**Exercise goal**. Please return each record exactly as it stands.

Saved data entries
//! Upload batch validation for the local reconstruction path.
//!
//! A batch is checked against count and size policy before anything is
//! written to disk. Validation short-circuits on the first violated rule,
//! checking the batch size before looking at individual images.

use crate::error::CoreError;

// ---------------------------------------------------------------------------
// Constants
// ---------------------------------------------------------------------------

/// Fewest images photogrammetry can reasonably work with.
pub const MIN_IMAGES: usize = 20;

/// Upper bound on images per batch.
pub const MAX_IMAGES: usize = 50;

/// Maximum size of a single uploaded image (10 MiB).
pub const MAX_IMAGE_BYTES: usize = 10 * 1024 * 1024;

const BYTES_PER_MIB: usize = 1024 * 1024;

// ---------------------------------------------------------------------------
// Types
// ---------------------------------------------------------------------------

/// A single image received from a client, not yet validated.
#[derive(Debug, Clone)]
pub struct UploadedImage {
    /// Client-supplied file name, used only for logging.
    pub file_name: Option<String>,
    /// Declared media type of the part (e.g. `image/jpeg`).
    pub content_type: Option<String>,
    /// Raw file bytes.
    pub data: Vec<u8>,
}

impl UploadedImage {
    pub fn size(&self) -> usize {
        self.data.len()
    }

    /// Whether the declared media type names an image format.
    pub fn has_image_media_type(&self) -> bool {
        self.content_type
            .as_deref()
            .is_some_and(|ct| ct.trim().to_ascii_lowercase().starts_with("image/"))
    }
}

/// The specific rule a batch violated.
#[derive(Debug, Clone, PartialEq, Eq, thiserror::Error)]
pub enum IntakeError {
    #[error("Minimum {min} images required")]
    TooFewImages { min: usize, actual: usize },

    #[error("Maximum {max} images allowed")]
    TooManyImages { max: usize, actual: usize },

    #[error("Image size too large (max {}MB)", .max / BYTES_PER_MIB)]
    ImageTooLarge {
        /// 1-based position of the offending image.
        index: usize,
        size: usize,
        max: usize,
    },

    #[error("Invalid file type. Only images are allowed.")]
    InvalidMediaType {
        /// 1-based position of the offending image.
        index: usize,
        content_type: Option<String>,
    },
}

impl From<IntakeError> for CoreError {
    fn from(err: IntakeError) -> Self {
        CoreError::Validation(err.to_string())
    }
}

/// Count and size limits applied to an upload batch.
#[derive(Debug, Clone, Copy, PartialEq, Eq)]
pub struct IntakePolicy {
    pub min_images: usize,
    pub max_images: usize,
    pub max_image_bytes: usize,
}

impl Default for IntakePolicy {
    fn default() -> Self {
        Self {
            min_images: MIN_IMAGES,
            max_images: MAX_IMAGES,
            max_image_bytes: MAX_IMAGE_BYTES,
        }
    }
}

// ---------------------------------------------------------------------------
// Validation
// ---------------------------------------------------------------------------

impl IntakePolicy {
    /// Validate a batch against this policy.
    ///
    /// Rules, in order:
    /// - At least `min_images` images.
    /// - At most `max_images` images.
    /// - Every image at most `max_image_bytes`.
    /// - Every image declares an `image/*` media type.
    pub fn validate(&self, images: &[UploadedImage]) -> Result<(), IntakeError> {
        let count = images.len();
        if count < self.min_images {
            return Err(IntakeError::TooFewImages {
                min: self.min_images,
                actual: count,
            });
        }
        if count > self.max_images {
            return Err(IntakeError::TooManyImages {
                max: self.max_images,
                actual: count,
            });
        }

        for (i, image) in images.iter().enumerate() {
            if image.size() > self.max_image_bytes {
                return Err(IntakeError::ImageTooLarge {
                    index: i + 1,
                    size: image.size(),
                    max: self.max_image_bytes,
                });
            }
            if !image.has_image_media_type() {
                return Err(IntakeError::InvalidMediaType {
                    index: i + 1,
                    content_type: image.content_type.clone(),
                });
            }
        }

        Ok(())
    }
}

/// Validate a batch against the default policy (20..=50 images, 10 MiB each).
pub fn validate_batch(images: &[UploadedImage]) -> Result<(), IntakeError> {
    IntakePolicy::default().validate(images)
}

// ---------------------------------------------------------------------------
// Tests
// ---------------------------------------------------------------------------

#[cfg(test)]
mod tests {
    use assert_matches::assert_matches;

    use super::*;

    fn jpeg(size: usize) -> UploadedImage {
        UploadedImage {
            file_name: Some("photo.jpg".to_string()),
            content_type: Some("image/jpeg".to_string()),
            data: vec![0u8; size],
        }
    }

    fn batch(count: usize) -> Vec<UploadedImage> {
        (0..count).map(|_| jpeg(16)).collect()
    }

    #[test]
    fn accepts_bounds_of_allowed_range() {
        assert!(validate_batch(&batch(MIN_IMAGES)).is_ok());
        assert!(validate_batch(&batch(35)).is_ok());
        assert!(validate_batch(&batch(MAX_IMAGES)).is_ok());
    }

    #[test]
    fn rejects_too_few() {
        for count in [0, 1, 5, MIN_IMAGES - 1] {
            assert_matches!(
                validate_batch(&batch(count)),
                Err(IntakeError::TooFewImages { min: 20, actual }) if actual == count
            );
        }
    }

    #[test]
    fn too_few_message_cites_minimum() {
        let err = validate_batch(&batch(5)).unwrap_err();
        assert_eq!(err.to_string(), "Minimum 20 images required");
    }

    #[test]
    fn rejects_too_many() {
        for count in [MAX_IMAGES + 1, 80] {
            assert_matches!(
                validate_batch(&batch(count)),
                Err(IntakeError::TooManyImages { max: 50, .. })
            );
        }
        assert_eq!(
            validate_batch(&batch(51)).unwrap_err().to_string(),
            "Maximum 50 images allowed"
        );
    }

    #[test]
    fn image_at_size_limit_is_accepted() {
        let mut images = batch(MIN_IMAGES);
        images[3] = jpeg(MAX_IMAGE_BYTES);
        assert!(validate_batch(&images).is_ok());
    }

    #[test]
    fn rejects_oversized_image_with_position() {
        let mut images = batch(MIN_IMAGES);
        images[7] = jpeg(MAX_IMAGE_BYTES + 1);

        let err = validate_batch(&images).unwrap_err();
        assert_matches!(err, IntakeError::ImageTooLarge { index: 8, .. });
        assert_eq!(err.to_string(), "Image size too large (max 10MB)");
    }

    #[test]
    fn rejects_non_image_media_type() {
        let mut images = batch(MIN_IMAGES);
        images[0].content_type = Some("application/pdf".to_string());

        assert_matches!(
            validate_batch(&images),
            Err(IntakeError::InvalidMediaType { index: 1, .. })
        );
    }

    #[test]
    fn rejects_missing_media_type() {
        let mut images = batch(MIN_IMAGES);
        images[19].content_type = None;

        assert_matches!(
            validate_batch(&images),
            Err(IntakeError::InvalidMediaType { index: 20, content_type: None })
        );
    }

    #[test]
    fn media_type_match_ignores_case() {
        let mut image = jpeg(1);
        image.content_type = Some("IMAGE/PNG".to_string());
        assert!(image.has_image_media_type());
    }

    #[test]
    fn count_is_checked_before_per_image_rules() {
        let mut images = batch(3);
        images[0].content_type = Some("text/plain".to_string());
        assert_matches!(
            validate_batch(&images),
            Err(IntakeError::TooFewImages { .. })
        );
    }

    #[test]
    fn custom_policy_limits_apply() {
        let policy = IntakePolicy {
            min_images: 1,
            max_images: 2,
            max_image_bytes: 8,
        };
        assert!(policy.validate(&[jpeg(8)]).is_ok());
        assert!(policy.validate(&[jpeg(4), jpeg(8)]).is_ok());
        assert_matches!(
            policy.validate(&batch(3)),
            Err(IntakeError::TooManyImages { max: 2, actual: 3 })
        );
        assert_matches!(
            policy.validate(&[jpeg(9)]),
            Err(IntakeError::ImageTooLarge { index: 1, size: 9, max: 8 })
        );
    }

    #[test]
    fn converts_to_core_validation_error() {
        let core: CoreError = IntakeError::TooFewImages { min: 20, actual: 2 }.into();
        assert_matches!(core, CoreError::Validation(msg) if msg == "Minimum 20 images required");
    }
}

**Your solution**.
//! Upload batch validation for the local reconstruction path.
//!
//! A batch is checked against count and size policy before anything is
//! written to disk. Validation short-circuits on the first violated rule,
//! checking the batch size before looking at individual images.

use crate::error::CoreError;

// ---------------------------------------------------------------------------
// Constants
// ---------------------------------------------------------------------------

/// Fewest images photogrammetry can reasonably work with.
pub const MIN_IMAGES: usize = 20;

/// Upper bound on images per batch.
pub const MAX_IMAGES: usize = 50;

/// Maximum size of a single uploaded image (10 MiB).
pub const MAX_IMAGE_BYTES: usize = 10 * 1024 * 1024;

const BYTES_PER_MIB: usize = 1024 * 1024;

// ---------------------------------------------------------------------------
// Types
// ---------------------------------------------------------------------------

/// A single image received from a client, not yet validated.
#[derive(Debug, Clone)]
pub struct UploadedImage {
    /// Client-supplied file name, used only for logging.
    pub file_name: Option<String>,
    /// Declared media type of the part (e.g. `image/jpeg`).
    pub content_type: Option<String>,
    /// Raw file bytes.
    pub data: Vec<u8>,
}

impl UploadedImage {
    pub fn size(&self) -> usize {
        self.data.len()
    }

    /// Whether the declared media type names an image format.
    pub fn has_image_media_type(&self) -> bool {
        self.content_type
            .as_deref()
            .is_some_and(|ct| ct.trim().to_ascii_lowercase().starts_with("image/"))
    }
}

/// The specific rule a batch violated.
#[derive(Debug, Clone, PartialEq, Eq, thiserror::Error)]
pub enum IntakeError {
    #[error("Minimum {min} images required")]
    TooFewImages { min: usize, actual: usize },

    #[error("Maximum {max} images allowed")]
    TooManyImages { max: usize, actual: usize },

    #[error("Image size too large (max {}MB)", .max / BYTES_PER_MIB)]
    ImageTooLarge {
        /// 1-based position of the offending image.
        index: usize,
        size: usize,
        max: usize,
    },

    #[error("Invalid file type. Only images are allowed.")]
    InvalidMediaType {
        /// 1-based position of the offending image.
        index: usize,
        content_type: Option<String>,
    },
}

impl From<IntakeError> for CoreError {
    fn from(err: IntakeError) -> Self {
        CoreError::Validation(err.to_string())
    }
}

/// Count and size limits applied to an upload batch.
#[derive(Debug, Clone, Copy, PartialEq, Eq)]
pub struct IntakePolicy {
    pub min_images: usize,
    pub max_images: usize,
    pub max_image_bytes: usize,
}

impl Default for IntakePolicy {
    fn default() -> Self {
        Self {
            min_images: MIN_IMAGES,
            max_images: MAX_IMAGES,
            max_image_bytes: MAX_IMAGE_BYTES,
        }
    }
}

// ---------------------------------------------------------------------------
// Validation
// ---------------------------------------------------------------------------

impl IntakePolicy {
    /// Validate a batch against this policy.
    ///
    /// Rules, in order:
    /// - At least `min_images` images.
    /// - At most `max_images` images.
    /// - Every image at most `max_image_bytes`.
    /// - Every image declares an `image/*` media type.
    pub fn validate(&self, images: &[UploadedImage]) -> Result<(), IntakeError> {
        let count = images.len();
        if count < self.min_images {
            return Err(IntakeError::TooFewImages {
                min: self.min_images,
                actual: count,
            });
        }
        if count > self.max_images {
            return Err(IntakeError::TooManyImages {
                max: self.max_images,
                actual: count,
            });
        }

        for (i, image) in images.iter().enumerate() {
            if image.size() > self.max_image_bytes {
                return Err(IntakeError::ImageTooLarge {
                    index: i + 1,
                    size: image.size(),
                    max: self.max_image_bytes,
                });
            }
            if !image.has_image_media_type() {
                return Err(IntakeError::InvalidMediaType {
                    index: i + 1,
                    content_type: image.content_type.clone(),
                });
            }
        }

        Ok(())
    }
}

/// Validate a batch against the default policy (20..=50 images, 10 MiB each).
pub fn validate_batch(images: &[UploadedImage]) -> Result<(), IntakeError> {
    IntakePolicy::default().validate(images)
}

// ---------------------------------------------------------------------------
// Tests
// ---------------------------------------------------------------------------

#[cfg(test)]
mod tests {
    use assert_matches::assert_matches;

    use super::*;

    fn jpeg(size: usize) -> UploadedImage {
        UploadedImage {
            file_name: Some("photo.jpg".to_string()),
            content_type: Some("image/jpeg".to_string()),
            data: vec![0u8; size],
        }
    }

    fn batch(count: usize) -> Vec<UploadedImage> {
        (0..count).map(|_| jpeg(16)).collect()
    }

    #[test]
    fn accepts_bounds_of_allowed_range() {
        assert!(validate_batch(&batch(MIN_IMAGES)).is_ok());
        assert!(validate_batch(&batch(35)).is_ok());
        assert!(validate_batch(&batch(MAX_IMAGES)).is_ok());
    }

    #[test]
    fn rejects_too_few() {
        for count in [0, 1, 5, MIN_IMAGES - 1] {
            assert_matches!(
                validate_batch(&batch(count)),
                Err(IntakeError::TooFewImages { min: 20, actual }) if actual == count
            );
        }
    }

    #[test]
    fn too_few_message_cites_minimum() {
        let err = validate_batch(&batch(5)).unwrap_err();
        assert_eq!(err.to_string(), "Minimum 20 images required");
    }

    #[test]
    fn rejects_too_many() {
        for count in [MAX_IMAGES + 1, 80] {
            assert_matches!(
                validate_batch(&batch(count)),
                Err(IntakeError::TooManyImages { max: 50, .. })
            );
        }
        assert_eq!(
            validate_batch(&batch(51)).unwrap_err().to_string(),
            "Maximum 50 images allowed"
        );
    }

    #[test]
    fn image_at_size_limit_is_accepted() {
        let mut images = batch(MIN_IMAGES);
        images[3] = jpeg(MAX_IMAGE_BYTES);
        assert!(validate_batch(&images).is_ok());
    }

    #[test]
    fn rejects_oversized_image_with_position() {
        let mut images = batch(MIN_IMAGES);
        images[7] = jpeg(MAX_IMAGE_BYTES + 1);

        let err = validate_batch(&images).unwrap_err();
        assert_matches!(err, IntakeError::ImageTooLarge { index: 8, .. });
        assert_eq!(err.to_string(), "Image size too large (max 10MB)");
    }

    #[test]
    fn rejects_non_image_media_type() {
        let mut images = batch(MIN_IMAGES);
        images[0].content_type = Some("application/pdf".to_string());

        assert_matches!(
            validate_batch(&images),
            Err(IntakeError::InvalidMediaType { index: 1, .. })
        );
    }

    #[test]
    fn rejects_missing_media_type() {
        let mut images = batch(MIN_IMAGES);
        images[19].content_type = None;

        assert_matches!(
            validate_batch(&images),
            Err(IntakeError::InvalidMediaType { index: 20, content_type: None })
        );
    }

    #[test]
    fn media_type_match_ignores_case() {
        let mut image = jpeg(1);
        image.content_type = Some("IMAGE/PNG".to_string());
        assert!(image.has_image_media_type());
    }

    #[test]
    fn count_is_checked_before_per_image_rules() {
        let mut images = batch(3);
        images[0].content_type = Some("text/plain".to_string());
        assert_matches!(
            validate_batch(&images),
            Err(IntakeError::TooFewImages { .. })
        );
    }

    #[test]
    fn custom_policy_limits_apply() {
        let policy = IntakePolicy {
            min_images: 1,
            max_images: 2,
            max_image_bytes: 8,
        };
        assert!(policy.validate(&[jpeg(8)]).is_ok());
        assert!(policy.validate(&[jpeg(4), jpeg(8)]).is_ok());
        assert_matches!(
            policy.validate(&batch(3)),
            Err(IntakeError::TooManyImages { max: 2, actual: 3 })
        );
        assert_matches!(
            policy.validate(&[jpeg(9)]),
            Err(IntakeError::ImageTooLarge { index: 1, size: 9, max: 8 })
        );
    }

    #[test]
    fn converts_to_core_validation_error() {
        let core: CoreError = IntakeError::TooFewImages { min: 20, actual: 2 }.into();
        assert_matches!(core, CoreError::Validation(msg) if msg == "Minimum 20 images required");
    }
}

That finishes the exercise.